The Board spearheaded the move towards better relationships with rural communities in and around protected areas, and the pioneering achievements of the Richtersveld National Park are evidence of this commitment. The Richtersveld National Park is managed jointly by the National Parks Board and the community, combining traditional land-uses with conservation.

The National Parks Board has accepted the duty of making a positive and responsible contribution to the conservation of biodiversity and to the environment on a global scale.

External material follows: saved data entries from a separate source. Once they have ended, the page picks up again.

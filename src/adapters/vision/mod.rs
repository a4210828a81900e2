pub mod contour;
pub mod overlay;

pub use contour::{ContourCanny, ContourOtsu};
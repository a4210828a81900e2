//! Runtime configuration: command-line flags, each with an environment
//! variable fallback, split into the typed settings the components take.

use std::path::PathBuf;
use std::time::Duration;

use clap::Parser;
use serde::Serialize;

use crate::application::capture_loop::LoopSettings;
use crate::application::controller::ControllerSettings;
use crate::domain::{
    camera::CaptureSettings,
    detection::Algorithm,
    model::{InferenceConfig, ModelId, YoloParams},
    session::CameraIndexPolicy,
};

#[derive(Debug, Clone, Parser, Serialize)]
#[command(name = "contour-cam", version, about = "Live contour and object counting over HTTP")]
#[serde(rename_all = "camelCase")]
pub struct AppConfig {
    #[arg(long, env = "CONTOUR_CAM_HOST", default_value = "0.0.0.0")]
    pub host: String,

    #[arg(long, env = "CONTOUR_CAM_PORT", default_value_t = 8000)]
    pub port: u16,

    /// Camera index used when neither the request nor the client session picks one.
    #[arg(long, env = "CONTOUR_CAM_CAMERA_INDEX", default_value_t = 0)]
    pub camera_index: u32,

    #[arg(long, env = "CONTOUR_CAM_WIDTH", default_value_t = 640)]
    pub width: u32,

    #[arg(long, env = "CONTOUR_CAM_HEIGHT", default_value_t = 480)]
    pub height: u32,

    #[arg(long, env = "CONTOUR_CAM_FPS", default_value_t = 30, value_parser = clap::value_parser!(u32).range(1..=240))]
    pub fps: u32,

    #[arg(long, env = "CONTOUR_CAM_BUFFERS", default_value_t = 4, value_parser = clap::value_parser!(u32).range(1..=32))]
    pub buffers: u32,

    #[arg(long, env = "CONTOUR_CAM_READ_TIMEOUT_MS", default_value_t = 2_000)]
    pub read_timeout_ms: u64,

    /// Consecutive failed reads before the camera is reopened.
    #[arg(long, env = "CONTOUR_CAM_FAILURE_THRESHOLD", default_value_t = 10, value_parser = clap::value_parser!(u32).range(1..))]
    pub failure_threshold: u32,

    #[arg(long, env = "CONTOUR_CAM_RETRY_BACKOFF_MS", default_value_t = 100)]
    pub retry_backoff_ms: u64,

    #[arg(long, env = "CONTOUR_CAM_RECOVERY_DELAY_MS", default_value_t = 500)]
    pub recovery_delay_ms: u64,

    /// Seconds without activity before a device session is dropped.
    #[arg(long, env = "CONTOUR_CAM_SESSION_TIMEOUT_SECS", default_value_t = 300)]
    pub session_timeout_secs: u64,

    #[arg(long, env = "CONTOUR_CAM_DESKTOP_CAMERA_INDEX", default_value_t = 1)]
    pub desktop_camera_index: u32,

    #[arg(long, env = "CONTOUR_CAM_MOBILE_CAMERA_INDEX", default_value_t = 0)]
    pub mobile_camera_index: u32,

    #[arg(long, env = "CONTOUR_CAM_TABLET_CAMERA_INDEX", default_value_t = 0)]
    pub tablet_camera_index: u32,

    /// otsu, canny or learned (algorithm1..3 also accepted).
    #[arg(long, env = "CONTOUR_CAM_ALGORITHM", default_value = "canny")]
    pub algorithm: Algorithm,

    #[arg(long, env = "CONTOUR_CAM_MODEL_PATH", default_value = "models/yolo11n.onnx")]
    pub model_path: String,

    #[arg(long, env = "CONTOUR_CAM_MODEL_INPUT", default_value_t = 640)]
    pub model_input: u32,

    #[arg(long, env = "CONTOUR_CAM_MODEL_CONF", default_value_t = 0.25)]
    pub model_conf: f32,

    #[arg(long, env = "CONTOUR_CAM_MODEL_IOU", default_value_t = 0.45)]
    pub model_iou: f32,

    #[arg(long, env = "CONTOUR_CAM_MODEL_MAX_DET", default_value_t = 100)]
    pub model_max_det: usize,

    #[arg(long, env = "CONTOUR_CAM_JPEG_QUALITY", default_value_t = 80, value_parser = clap::value_parser!(u8).range(1..=100))]
    pub jpeg_quality: u8,

    /// Directory served for every path outside `/api`.
    #[arg(long, env = "CONTOUR_CAM_STATIC_DIR", default_value = "static")]
    pub static_dir: PathBuf,
}

impl AppConfig {
    pub fn bind_addr(&self) -> String {
        format!("{}:{}", self.host, self.port)
    }

    pub fn capture(&self) -> CaptureSettings {
        CaptureSettings {
            width: self.width,
            height: self.height,
            fps: self.fps,
            buffer_depth: self.buffers,
            read_timeout_ms: self.read_timeout_ms,
        }
    }

    pub fn pacing(&self) -> LoopSettings {
        LoopSettings {
            failure_threshold: self.failure_threshold,
            retry_backoff: Duration::from_millis(self.retry_backoff_ms),
            recovery_delay: Duration::from_millis(self.recovery_delay_ms),
            target_fps: self.fps,
        }
    }

    pub fn controller(&self) -> ControllerSettings {
        ControllerSettings {
            default_camera_index: self.camera_index,
            capture: self.capture(),
            pacing: self.pacing(),
            initial_algorithm: self.algorithm,
        }
    }

    pub fn camera_policy(&self) -> CameraIndexPolicy {
        CameraIndexPolicy {
            desktop: self.desktop_camera_index,
            mobile: self.mobile_camera_index,
            tablet: self.tablet_camera_index,
        }
    }

    pub fn session_timeout(&self) -> Duration {
        Duration::from_secs(self.session_timeout_secs)
    }

    pub fn inference(&self) -> InferenceConfig {
        let name = std::path::Path::new(&self.model_path)
            .file_stem()
            .map(|s| s.to_string_lossy().into_owned())
            .unwrap_or_else(|| "yolo".to_string());
        InferenceConfig {
            model: ModelId { name, onnx_path: self.model_path.clone() },
            params: YoloParams {
                input_size: self.model_input,
                conf_threshold: self.model_conf,
                iou_threshold: self.model_iou,
                max_detections: self.model_max_det,
            },
        }
    }
}

#[cfg(test)]
mod tests {
    use super::*;

    #[test]
    fn defaults_match_the_component_defaults() {
        let config = AppConfig::parse_from(["contour-cam"]);
        assert_eq!(config.bind_addr(), "0.0.0.0:8000");
        assert_eq!(config.capture(), CaptureSettings::default());
        assert_eq!(config.pacing(), LoopSettings::default());
        assert_eq!(config.camera_policy(), CameraIndexPolicy::default());
        assert_eq!(config.inference().params, YoloParams::default());
        assert_eq!(config.inference().model.name, "yolo11n");
        assert_eq!(config.algorithm, Algorithm::Canny);
        assert_eq!(config.jpeg_quality, 80);
    }

    #[test]
    fn flags_override_defaults() {
        let config = AppConfig::parse_from([
            "contour-cam",
            "--port",
            "9000",
            "--algorithm",
            "algorithm1",
            "--desktop-camera-index",
            "0",
            "--fps",
            "15",
        ]);
        assert_eq!(config.port, 9000);
        assert_eq!(config.algorithm, Algorithm::Otsu);
        assert_eq!(config.camera_policy().desktop, 0);
        assert_eq!(config.pacing().target_fps, 15);
        assert_eq!(config.capture().fps, 15);
    }

    #[test]
    fn out_of_range_quality_is_rejected() {
        assert!(AppConfig::try_parse_from(["contour-cam", "--jpeg-quality", "0"]).is_err());
        assert!(AppConfig::try_parse_from(["contour-cam", "--algorithm", "bogus"]).is_err());
    }
}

This is done through responsible participation in the affairs of the International Union for the Conservation of Nature, CITES, RAMSAR, the World Wide Fund for Nature and other agencies.

The world-renowned Kruger National Park is South Africa’s largest ecotourism attraction with more than 750 000 visitors per year. It stretches over 19 485 kmę. Its game population includes mammal species in excess of 140, more than 450 species of bird, 114 species of reptile, 40 species of fish and 33 species of amphibian. The 24 rest camps offer a range of accommodation from rudimentary to luxurious, and together with caravan sites, shops and restaurants, can cater for more than 6 000 people at a time.

The Kruger Park also offers several wilderness trails where visitors can cover large areas of unspoilt wilderness on foot under the guidance of a trail ranger.

In 1994, the Kruger National Park was enlarged by 14 696 ha by incorporating parts of five farms into the park. The new land is on the western border of the park between Orpen and Phalaborwa gates.

During 1995, game fencing between the Kruger National Park and private reserves was removed. This had a positive effect on the overall grazing situation and the migration of wildlife. The area is now managed as a single entity.